- TASK
Copy out each line of the data below in which the string "impl" appears.

(Collection entries)
# # # # #

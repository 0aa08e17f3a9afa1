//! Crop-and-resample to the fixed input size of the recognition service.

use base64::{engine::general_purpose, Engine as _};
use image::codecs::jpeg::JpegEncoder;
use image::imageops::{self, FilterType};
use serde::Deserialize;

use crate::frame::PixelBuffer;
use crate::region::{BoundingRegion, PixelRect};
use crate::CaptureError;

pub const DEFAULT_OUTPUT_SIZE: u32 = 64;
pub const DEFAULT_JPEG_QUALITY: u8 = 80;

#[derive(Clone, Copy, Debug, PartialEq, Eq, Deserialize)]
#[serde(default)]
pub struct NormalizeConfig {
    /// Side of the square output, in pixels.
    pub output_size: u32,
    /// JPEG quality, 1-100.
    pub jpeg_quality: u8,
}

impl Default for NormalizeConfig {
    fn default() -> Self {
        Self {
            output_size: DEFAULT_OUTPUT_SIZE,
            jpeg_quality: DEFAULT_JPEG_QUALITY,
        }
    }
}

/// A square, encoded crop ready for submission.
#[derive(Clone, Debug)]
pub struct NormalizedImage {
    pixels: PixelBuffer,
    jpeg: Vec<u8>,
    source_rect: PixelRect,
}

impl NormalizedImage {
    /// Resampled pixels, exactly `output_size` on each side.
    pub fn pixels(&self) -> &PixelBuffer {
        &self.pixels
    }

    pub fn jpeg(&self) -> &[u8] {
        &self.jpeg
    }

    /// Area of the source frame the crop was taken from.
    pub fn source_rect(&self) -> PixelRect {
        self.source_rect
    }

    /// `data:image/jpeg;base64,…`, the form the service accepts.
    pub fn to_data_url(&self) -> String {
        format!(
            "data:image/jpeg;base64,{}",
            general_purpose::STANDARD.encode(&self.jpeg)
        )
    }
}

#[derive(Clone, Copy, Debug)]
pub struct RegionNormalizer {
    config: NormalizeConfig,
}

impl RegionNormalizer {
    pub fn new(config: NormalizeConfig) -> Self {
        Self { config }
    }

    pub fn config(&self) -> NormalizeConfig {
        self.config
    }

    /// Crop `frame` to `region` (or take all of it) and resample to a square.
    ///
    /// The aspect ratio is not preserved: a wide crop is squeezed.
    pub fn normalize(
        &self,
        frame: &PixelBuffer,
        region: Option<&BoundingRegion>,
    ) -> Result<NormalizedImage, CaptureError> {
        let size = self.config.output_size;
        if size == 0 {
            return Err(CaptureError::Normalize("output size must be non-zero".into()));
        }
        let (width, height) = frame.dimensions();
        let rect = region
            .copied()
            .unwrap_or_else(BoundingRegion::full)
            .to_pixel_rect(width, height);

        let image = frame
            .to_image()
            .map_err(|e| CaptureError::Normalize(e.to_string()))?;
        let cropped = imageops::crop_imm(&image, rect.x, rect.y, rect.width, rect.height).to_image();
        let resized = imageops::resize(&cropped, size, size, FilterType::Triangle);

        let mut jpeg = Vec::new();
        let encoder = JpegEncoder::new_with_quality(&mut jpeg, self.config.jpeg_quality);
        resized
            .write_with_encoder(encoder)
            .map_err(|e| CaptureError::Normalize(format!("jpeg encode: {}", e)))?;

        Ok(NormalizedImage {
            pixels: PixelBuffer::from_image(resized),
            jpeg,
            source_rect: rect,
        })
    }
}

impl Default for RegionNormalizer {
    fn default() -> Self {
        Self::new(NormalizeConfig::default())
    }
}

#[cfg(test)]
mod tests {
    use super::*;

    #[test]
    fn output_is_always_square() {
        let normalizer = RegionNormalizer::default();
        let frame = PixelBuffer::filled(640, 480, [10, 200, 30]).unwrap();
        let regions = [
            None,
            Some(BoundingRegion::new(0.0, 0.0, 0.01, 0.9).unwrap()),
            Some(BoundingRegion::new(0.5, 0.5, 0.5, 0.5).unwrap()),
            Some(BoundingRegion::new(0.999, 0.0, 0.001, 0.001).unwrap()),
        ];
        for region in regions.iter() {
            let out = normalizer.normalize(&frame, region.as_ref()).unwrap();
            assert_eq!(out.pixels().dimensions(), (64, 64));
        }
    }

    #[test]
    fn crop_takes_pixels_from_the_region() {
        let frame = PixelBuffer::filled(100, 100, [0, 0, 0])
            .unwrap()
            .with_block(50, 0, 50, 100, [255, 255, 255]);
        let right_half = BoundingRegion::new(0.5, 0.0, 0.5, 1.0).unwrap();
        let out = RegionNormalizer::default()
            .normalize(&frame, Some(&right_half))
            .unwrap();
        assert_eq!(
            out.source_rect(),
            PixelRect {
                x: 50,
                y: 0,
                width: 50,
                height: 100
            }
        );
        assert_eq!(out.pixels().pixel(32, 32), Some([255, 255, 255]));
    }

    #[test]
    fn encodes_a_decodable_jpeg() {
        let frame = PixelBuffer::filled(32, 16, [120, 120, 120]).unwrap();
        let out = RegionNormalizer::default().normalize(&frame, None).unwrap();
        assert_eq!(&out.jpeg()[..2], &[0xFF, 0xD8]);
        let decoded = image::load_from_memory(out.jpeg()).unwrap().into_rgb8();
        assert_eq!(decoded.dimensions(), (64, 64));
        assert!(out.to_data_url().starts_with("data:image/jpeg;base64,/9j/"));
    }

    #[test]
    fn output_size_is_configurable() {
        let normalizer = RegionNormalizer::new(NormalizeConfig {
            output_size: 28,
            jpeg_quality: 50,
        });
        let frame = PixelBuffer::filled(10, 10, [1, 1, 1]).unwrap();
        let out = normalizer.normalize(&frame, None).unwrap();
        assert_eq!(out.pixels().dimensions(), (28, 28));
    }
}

# # # # #

- FINISHED EXERCISE
impl Default for NormalizeConfig {
impl NormalizedImage {
impl RegionNormalizer {
impl Default for RegionNormalizer {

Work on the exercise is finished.